• DATA FOR THIS TASK:
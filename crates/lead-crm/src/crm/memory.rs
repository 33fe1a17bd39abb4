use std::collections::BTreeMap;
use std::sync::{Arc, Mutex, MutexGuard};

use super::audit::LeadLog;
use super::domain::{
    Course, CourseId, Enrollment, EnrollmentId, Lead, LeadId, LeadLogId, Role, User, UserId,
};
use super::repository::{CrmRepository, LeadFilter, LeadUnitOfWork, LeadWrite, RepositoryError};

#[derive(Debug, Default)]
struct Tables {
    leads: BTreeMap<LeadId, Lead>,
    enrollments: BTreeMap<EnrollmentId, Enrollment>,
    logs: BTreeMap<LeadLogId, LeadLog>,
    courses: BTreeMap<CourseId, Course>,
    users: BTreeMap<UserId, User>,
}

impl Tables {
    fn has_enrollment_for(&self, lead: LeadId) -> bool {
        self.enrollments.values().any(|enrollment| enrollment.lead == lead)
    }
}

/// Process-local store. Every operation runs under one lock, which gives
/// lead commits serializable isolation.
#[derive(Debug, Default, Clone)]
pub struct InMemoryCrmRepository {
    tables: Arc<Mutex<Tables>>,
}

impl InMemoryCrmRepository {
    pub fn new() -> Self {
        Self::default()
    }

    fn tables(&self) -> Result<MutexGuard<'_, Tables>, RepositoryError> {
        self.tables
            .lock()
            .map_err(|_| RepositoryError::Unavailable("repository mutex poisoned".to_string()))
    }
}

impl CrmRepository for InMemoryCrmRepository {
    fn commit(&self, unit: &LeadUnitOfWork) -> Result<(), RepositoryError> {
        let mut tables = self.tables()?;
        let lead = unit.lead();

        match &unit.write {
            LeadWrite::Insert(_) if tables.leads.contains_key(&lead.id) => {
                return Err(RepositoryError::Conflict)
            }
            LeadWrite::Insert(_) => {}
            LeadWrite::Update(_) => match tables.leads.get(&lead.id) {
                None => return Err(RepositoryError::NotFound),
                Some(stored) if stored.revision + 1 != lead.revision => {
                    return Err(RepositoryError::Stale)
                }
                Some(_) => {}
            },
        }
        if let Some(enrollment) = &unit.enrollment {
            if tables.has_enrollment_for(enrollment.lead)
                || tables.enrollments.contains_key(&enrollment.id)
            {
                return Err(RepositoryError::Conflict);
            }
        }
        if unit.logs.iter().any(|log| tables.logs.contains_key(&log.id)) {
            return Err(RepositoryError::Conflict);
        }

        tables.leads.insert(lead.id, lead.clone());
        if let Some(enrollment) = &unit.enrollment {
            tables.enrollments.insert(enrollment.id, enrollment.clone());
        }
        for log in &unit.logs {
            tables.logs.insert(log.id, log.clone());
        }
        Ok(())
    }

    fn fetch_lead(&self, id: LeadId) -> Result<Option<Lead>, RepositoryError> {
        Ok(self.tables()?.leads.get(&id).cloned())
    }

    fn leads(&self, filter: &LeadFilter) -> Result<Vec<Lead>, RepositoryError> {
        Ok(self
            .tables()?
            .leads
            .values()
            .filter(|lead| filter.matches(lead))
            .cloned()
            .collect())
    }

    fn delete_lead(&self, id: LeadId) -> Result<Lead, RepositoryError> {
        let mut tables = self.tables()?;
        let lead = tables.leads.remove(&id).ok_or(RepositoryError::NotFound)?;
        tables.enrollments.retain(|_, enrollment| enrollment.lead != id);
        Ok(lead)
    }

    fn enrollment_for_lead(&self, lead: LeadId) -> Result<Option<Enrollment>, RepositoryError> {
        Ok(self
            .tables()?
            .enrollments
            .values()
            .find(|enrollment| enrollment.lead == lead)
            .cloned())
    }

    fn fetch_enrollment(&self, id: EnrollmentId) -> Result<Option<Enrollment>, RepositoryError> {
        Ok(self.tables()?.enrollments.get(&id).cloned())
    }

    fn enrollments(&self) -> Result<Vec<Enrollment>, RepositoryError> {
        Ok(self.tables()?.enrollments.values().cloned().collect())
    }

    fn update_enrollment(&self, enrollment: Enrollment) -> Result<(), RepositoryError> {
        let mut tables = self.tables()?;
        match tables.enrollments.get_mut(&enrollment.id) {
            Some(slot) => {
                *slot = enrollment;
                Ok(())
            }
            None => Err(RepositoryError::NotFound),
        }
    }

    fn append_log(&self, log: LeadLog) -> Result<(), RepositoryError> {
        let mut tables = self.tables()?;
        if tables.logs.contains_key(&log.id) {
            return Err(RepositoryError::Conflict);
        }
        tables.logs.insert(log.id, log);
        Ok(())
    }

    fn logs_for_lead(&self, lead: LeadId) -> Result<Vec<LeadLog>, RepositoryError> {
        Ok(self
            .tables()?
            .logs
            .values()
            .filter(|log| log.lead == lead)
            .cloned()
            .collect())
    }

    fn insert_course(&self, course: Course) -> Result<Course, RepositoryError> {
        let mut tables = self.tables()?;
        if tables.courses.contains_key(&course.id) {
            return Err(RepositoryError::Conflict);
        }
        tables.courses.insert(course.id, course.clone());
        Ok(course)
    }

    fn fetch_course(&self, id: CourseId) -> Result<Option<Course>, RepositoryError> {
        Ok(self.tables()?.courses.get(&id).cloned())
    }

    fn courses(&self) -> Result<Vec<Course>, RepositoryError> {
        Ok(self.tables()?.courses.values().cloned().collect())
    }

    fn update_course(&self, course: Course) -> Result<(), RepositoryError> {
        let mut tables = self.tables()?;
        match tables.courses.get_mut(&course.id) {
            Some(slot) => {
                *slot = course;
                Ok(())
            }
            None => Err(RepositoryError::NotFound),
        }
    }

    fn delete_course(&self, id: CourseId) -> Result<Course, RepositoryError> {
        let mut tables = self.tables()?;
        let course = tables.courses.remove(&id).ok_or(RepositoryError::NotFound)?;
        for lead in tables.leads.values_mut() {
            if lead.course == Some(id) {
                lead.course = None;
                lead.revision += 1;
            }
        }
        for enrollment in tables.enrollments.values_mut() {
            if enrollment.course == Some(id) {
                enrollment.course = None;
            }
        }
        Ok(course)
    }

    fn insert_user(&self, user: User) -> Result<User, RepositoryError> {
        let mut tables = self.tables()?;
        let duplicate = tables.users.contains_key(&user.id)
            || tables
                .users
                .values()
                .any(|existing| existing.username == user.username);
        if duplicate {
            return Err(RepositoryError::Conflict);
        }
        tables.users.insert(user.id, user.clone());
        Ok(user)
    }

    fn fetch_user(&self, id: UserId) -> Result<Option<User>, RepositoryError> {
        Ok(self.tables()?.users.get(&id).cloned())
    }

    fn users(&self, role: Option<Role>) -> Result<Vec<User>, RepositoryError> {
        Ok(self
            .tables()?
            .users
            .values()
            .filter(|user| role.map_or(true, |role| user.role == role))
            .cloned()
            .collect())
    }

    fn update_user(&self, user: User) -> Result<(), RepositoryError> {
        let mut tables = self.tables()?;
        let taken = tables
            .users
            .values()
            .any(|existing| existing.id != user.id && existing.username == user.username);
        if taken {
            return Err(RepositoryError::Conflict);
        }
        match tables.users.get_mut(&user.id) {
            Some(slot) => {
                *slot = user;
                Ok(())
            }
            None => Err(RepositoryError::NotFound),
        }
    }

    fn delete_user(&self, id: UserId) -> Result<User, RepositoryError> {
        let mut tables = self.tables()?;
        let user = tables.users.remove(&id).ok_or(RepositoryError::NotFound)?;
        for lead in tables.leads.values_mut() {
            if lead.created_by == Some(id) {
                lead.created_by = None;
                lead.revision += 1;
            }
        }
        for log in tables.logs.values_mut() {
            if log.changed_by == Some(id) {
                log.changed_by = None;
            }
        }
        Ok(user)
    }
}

• EXERCISE INSTRUCTIONS: Your answer must be every line from the entries that contains the string "lock", copied as it stands.

• SOLUTION BELOW:
/// Process-local store. Every operation runs under one lock, which gives
            .lock()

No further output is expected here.